The installer will check the pre-requisites to install and if it is ok, a green check will appear. Click OK.
In the next screen you will identify which schema password will be used on the new created DB schema. Add a password and click next.
Define the Default and Temp table spaces that will be used by the new schema and click Next.
If the table spaces does not exist, they will be created for you. Click Ok.
The installer will check once more if everything is okay and also create the necessary table spaces. Click Ok.
On the next page, we are going to have a Summary on what the installer will do. If everything looks correct, click Create to create the necessary DB objects.
Check the Completion Summary, click close and that’s it! You have successfully created the “Common Infrastructure Services” schema, which is a pre-requisite for the ODI Agent install.
The next step is to run the wizard setup that will configure the ODI Standalone agent for us. Run the Config program on ORACLE_HOME/oracle_common/common/bin/config.cmd. In the first screen let’s create a new domain. In this domain folder is where the ODI Agent batch programs will reside, such as Start/Stop agent. Select a meaningful folder and click next.
In the next screen you will select “Oracle Data Integrator – Standalone Agent – 12.2.1.2.6 [odi]” and click next. This step will also install some basic Standalone components required for the ODI Agent.
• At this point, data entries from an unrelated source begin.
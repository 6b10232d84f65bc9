//! Rate limiting and bounded retry around a remote [`BarSource`].

use crate::domain::error::TradetermError;
use crate::domain::ohlcv::Bar;
use crate::domain::period::Period;
use crate::ports::bar_source_port::BarSource;
use chrono::NaiveDateTime;
use std::cell::Cell;
use std::time::{Duration, Instant};

#[derive(Debug, Clone, Copy, PartialEq)]
pub struct ThrottleConfig {
    /// Minimum spacing between the starts of two remote calls.
    pub min_interval: Duration,
    /// Attempts after the first one.
    pub max_retries: u32,
    pub retry_delay: Duration,
}

impl Default for ThrottleConfig {
    fn default() -> Self {
        ThrottleConfig {
            min_interval: Duration::from_secs(5),
            max_retries: 3,
            retry_delay: Duration::from_secs(1),
        }
    }
}

impl ThrottleConfig {
    /// No spacing and no backoff; for replaying local files.
    pub fn unthrottled() -> Self {
        ThrottleConfig {
            min_interval: Duration::ZERO,
            max_retries: 0,
            retry_delay: Duration::ZERO,
        }
    }
}

pub struct ThrottledSource {
    inner: Box<dyn BarSource>,
    config: ThrottleConfig,
    last_call: Cell<Option<Instant>>,
    calls: Cell<u64>,
}

impl ThrottledSource {
    pub fn new(inner: Box<dyn BarSource>, config: ThrottleConfig) -> Self {
        ThrottledSource {
            inner,
            config,
            last_call: Cell::new(None),
            calls: Cell::new(0),
        }
    }

    pub fn config(&self) -> &ThrottleConfig {
        &self.config
    }

    pub fn name(&self) -> &str {
        self.inner.name()
    }

    /// Remote calls issued so far, retries included.
    pub fn calls(&self) -> u64 {
        self.calls.get()
    }

    fn wait_for_slot(&self) {
        if let Some(last) = self.last_call.get() {
            let elapsed = last.elapsed();
            if elapsed < self.config.min_interval {
                std::thread::sleep(self.config.min_interval - elapsed);
            }
        }
        self.last_call.set(Some(Instant::now()));
        self.calls.set(self.calls.get() + 1);
    }

    /// Fetch with spacing and retries. Only [`TradetermError::Remote`] is
    /// retried; any other error from the source propagates immediately.
    pub fn fetch(
        &self,
        instrument: &str,
        period: Period,
        from: NaiveDateTime,
        to: NaiveDateTime,
    ) -> Result<Vec<Bar>, TradetermError> {
        let mut last_error = None;

        for attempt in 0..=self.config.max_retries {
            if attempt > 0 {
                tracing::warn!(
                    source = self.inner.name(),
                    instrument,
                    %period,
                    attempt,
                    error = last_error.as_deref().unwrap_or(""),
                    "retrying remote fetch"
                );
                std::thread::sleep(self.config.retry_delay);
            }

            self.wait_for_slot();
            tracing::debug!(source = self.inner.name(), instrument, %period, %from, %to, "remote fetch");

            match self.inner.fetch(instrument, period, from, to) {
                Ok(bars) => return Ok(bars),
                Err(TradetermError::Remote { reason }) => last_error = Some(reason),
                Err(other) => return Err(other),
            }
        }

        let attempts = self.config.max_retries + 1;
        let reason = last_error.unwrap_or_else(|| "no attempt made".into());
        tracing::error!(source = self.inner.name(), instrument, attempts, %reason, "remote fetch exhausted");
        Err(TradetermError::RemoteExhausted { attempts, reason })
    }
}
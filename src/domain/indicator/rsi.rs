//! Relative Strength Index with Wilder smoothing.
//!
//! The first average gain/loss is the mean over the first n changes; after
//! that avg = (prev_avg * (n-1) + current) / n.
//! RSI = 100 - 100 / (1 + avg_gain / avg_loss), or 100 when avg_loss is 0.
//! Warmup: first n bars are invalid.

use crate::domain::indicator::{IndicatorPoint, IndicatorSeries, IndicatorType};
use crate::domain::ohlcv::Bar;

fn rsi(avg_gain: f64, avg_loss: f64) -> f64 {
    if avg_loss == 0.0 {
        100.0
    } else {
        100.0 - 100.0 / (1.0 + avg_gain / avg_loss)
    }
}

pub fn calculate_rsi(bars: &[Bar], period: usize) -> IndicatorSeries {
    let mut points: Vec<IndicatorPoint> = bars
        .iter()
        .map(|b| IndicatorPoint::warmup(b.time))
        .collect();
    if period == 0 || bars.len() <= period {
        return IndicatorSeries {
            indicator_type: IndicatorType::Rsi(period),
            points,
        };
    }

    let mut avg_gain = 0.0;
    let mut avg_loss = 0.0;

    for i in 1..bars.len() {
        let change = bars[i].close - bars[i - 1].close;
        let gain = change.max(0.0);
        let loss = (-change).max(0.0);

        if i <= period {
            avg_gain += gain / period as f64;
            avg_loss += loss / period as f64;
        } else {
            avg_gain = (avg_gain * (period - 1) as f64 + gain) / period as f64;
            avg_loss = (avg_loss * (period - 1) as f64 + loss) / period as f64;
        }

        if i >= period {
            points[i] = IndicatorPoint::valid(bars[i].time, rsi(avg_gain, avg_loss));
        }
    }

    IndicatorSeries {
        indicator_type: IndicatorType::Rsi(period),
        points,
    }
}
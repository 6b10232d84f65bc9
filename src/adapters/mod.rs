//! Concrete adapter implementations for ports.

pub mod csv_adapter;
pub mod file_config_adapter;
#[cfg(feature = "http")]
pub mod http_source_adapter;
pub mod json_journal_adapter;
#[cfg(feature = "sqlite")]
pub mod sqlite_adapter;
pub mod system_clock;
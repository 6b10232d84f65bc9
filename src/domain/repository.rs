//! Insertion-ordered positions for one feed, plus the event hub that relays
//! every position's lifecycle events tagged with the repository id.

use crate::domain::error::{JournalError, PositionError, TradetermError};
use crate::domain::event::Event;
use crate::domain::journal::{decode_all, PositionRecord};
use crate::domain::period::Period;
use crate::domain::position::{
    ClosingResult, OpeningResult, Position, PositionDetails, PositionEvent, PositionEvents,
    PositionId, Side,
};
use crate::ports::journal_port::JournalPort;
use std::fmt;
use std::rc::Rc;
use std::sync::atomic::{AtomicU64, Ordering};

static NEXT_REPOSITORY: AtomicU64 = AtomicU64::new(1);

/// Process-unique repository identity carried on relayed events.
#[derive(Debug, Clone, Copy, PartialEq, Eq, Hash)]
pub struct RepositoryId(u64);

impl fmt::Display for RepositoryId {
    fn fmt(&self, f: &mut fmt::Formatter<'_>) -> fmt::Result {
        write!(f, "repo#{}", self.0)
    }
}

#[derive(Debug)]
pub struct PositionRepository {
    id: RepositoryId,
    instrument: String,
    period: Period,
    positions: Vec<Position>,
    events: Rc<PositionEvents>,
}

impl PositionRepository {
    pub fn new(instrument: impl Into<String>, period: Period) -> Self {
        PositionRepository {
            id: RepositoryId(NEXT_REPOSITORY.fetch_add(1, Ordering::Relaxed)),
            instrument: instrument.into(),
            period,
            positions: Vec::new(),
            events: Rc::new(PositionEvents::default()),
        }
    }

    pub fn id(&self) -> RepositoryId {
        self.id
    }

    pub fn instrument(&self) -> &str {
        &self.instrument
    }

    pub fn period(&self) -> Period {
        self.period
    }

    pub fn on_opening(&self) -> &Event<PositionEvent, OpeningResult> {
        &self.events.opening
    }

    pub fn on_closing(&self) -> &Event<PositionEvent, ClosingResult> {
        &self.events.closing
    }

    pub fn on_opened(&self) -> &Event<PositionEvent> {
        &self.events.opened
    }

    pub fn on_closed(&self) -> &Event<PositionEvent> {
        &self.events.closed
    }

    pub fn on_canceled(&self) -> &Event<PositionEvent> {
        &self.events.canceled
    }

    fn relay(&self, position: &Position) {
        let id = self.id;
        let tag = move |ev: &PositionEvent| PositionEvent {
            repository: Some(id),
            ..ev.clone()
        };

        let hub = Rc::clone(&self.events);
        position
            .on_opening()
            .subscribe(move |ev, seed| hub.opening.fire(&tag(ev), seed));
        let hub = Rc::clone(&self.events);
        position
            .on_closing()
            .subscribe(move |ev, seed| hub.closing.fire(&tag(ev), seed));
        let hub = Rc::clone(&self.events);
        position.on_opened().listen(move |ev| hub.opened.notify(&tag(ev)));
        let hub = Rc::clone(&self.events);
        position.on_closed().listen(move |ev| hub.closed.notify(&tag(ev)));
        let hub = Rc::clone(&self.events);
        position
            .on_canceled()
            .listen(move |ev| hub.canceled.notify(&tag(ev)));
    }

    fn push(&mut self, details: PositionDetails) -> &mut Position {
        let id = self.positions.len();
        let position = Position::new(id, details);
        self.relay(&position);
        self.positions.push(position);
        &mut self.positions[id]
    }

    /// New pending position wired into this repository's events.
    pub fn create(&mut self) -> &mut Position {
        let details = PositionDetails::new(self.instrument.clone(), self.period);
        self.push(details)
    }

    pub fn positions(&self) -> &[Position] {
        &self.positions
    }

    pub fn len(&self) -> usize {
        self.positions.len()
    }

    pub fn is_empty(&self) -> bool {
        self.positions.is_empty()
    }

    pub fn get(&self, id: PositionId) -> Option<&Position> {
        self.positions.get(id)
    }

    pub fn get_mut(&mut self, id: PositionId) -> Option<&mut Position> {
        self.positions.get_mut(id)
    }

    pub fn require_mut(&mut self, id: PositionId) -> Result<&mut Position, PositionError> {
        self.positions
            .get_mut(id)
            .ok_or(PositionError::NotFound(id))
    }

    /// Opened, not closed, not canceled, on `side`.
    pub fn get_open(&self, side: Side) -> Vec<&Position> {
        self.positions
            .iter()
            .filter(|p| p.is_open() && p.side == Some(side))
            .collect()
    }

    pub fn get_open_mut(&mut self, side: Side) -> Vec<&mut Position> {
        self.positions
            .iter_mut()
            .filter(|p| p.is_open() && p.side == Some(side))
            .collect()
    }

    pub fn open_ids(&self, side: Side) -> Vec<PositionId> {
        self.get_open(side).iter().map(|p| p.id()).collect()
    }

    pub fn total_profit(&self) -> f64 {
        self.positions.iter().map(|p| p.profit()).sum()
    }

    pub fn to_journal(&self) -> Vec<PositionRecord> {
        self.positions
            .iter()
            .map(|p| PositionRecord::from_details(p.details()))
            .collect()
    }

    /// Append the journaled positions. Nothing is appended if any record is bad.
    pub fn load_journal(&mut self, records: &[PositionRecord]) -> Result<usize, JournalError> {
        let decoded = decode_all(records, &self.instrument, self.period)?;
        let count = decoded.len();
        for details in decoded {
            self.push(details);
        }
        Ok(count)
    }

    pub fn save_as_journal(&self, journal: &dyn JournalPort) -> Result<(), TradetermError> {
        journal.save(&self.to_journal())
    }

    pub fn restore_from(&mut self, journal: &dyn JournalPort) -> Result<usize, TradetermError> {
        let records = journal.load()?;
        let count = self.load_journal(&records)?;
        tracing::info!(repository = %self.id, instrument = %self.instrument, count, "journal restored");
        Ok(count)
    }
}
//! Remote bar source port.

use crate::domain::error::TradetermError;
use crate::domain::ohlcv::Bar;
use crate::domain::period::Period;
use chrono::NaiveDateTime;

/// Supplies historical bars for an instrument, inclusive of both range ends.
///
/// Bars come back ascending by time. Gaps are allowed; the feed rejects
/// duplicate or out-of-order timestamps. Transient failures are reported as
/// [`TradetermError::Remote`] and retried by the caller; anything the remote
/// answered but that cannot be used is [`TradetermError::RemoteResponse`].
pub trait BarSource {
    fn name(&self) -> &str;

    fn fetch(
        &self,
        instrument: &str,
        period: Period,
        from: NaiveDateTime,
        to: NaiveDateTime,
    ) -> Result<Vec<Bar>, TradetermError>;
}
Select a valid JDK location and click next.
Since we did not create our Master and Work repositories using RCU, we won’t be able to use the “RCU Data” option for Auto Configuration here. It is not a big deal, since we may select “Manual Configuration” and click next.
Here we will need to input all the information related to two schemas: The ODI Master and the “Common Infrastructure Services“. The way that this screen works is tricky and confusing, since there are options that may be typed for all schemas at once. The best way to do it without any mistake is by selecting one of them, add all information, then uncheck and check the other one and add all the information again. Click next.
The installer will check the information that was added here and if it is okay, two green marks will be showed in the Status column. Click next.
The next screen will be used to define our ODI Agent name. Create a meaningful name here, since this will be used by the ODI users to select on which ODI agent they will run their ETL processes. Click next.
Add the server address, the port and an ODI user/password that has “Supervisor” access. On preferred Data source option, leave it as odiMasterRepository and click next.
Although we are not going to use our ODI Standalone Agent in a Node Manager object, which would be controlled by WebLogic, we still need to select a type for it and create a new credential. Add any name and a password for it (don’t worry, you will not use it for the ODI Standalone Agent) and click next.
Review the install summary and if everything is ok, just click Create.
Check all the steps as they turn into green checks and once completed, click next.
That’s the end of the configurations! You have successfully completed the ODI Standalone agent configuration and it is ready to run.
In order to run the ODI agent, open a CMD command, navigate to your base domain folder and run the ODI Agent start program with its name as an input argument: agent.cmd –NAME=DEV_AGENT. Wait a little bit for it to load and when its status gets to “started” it is good to go.
Now that the ODI agent is up and running, we may go to ODI Topology/Agent and double click the ODI agent that you have created. Now we may click on the Test button and see what happens. If everything is correct, you will see an information windows saying that the ODI agent Test was Successful!
Congratulations, now you have an ODI12c Standalone Agent configured. As you can see, we now have some more extra steps to do compared to ODI11g. I hope this post helps you to get prepared for this new kind of installs.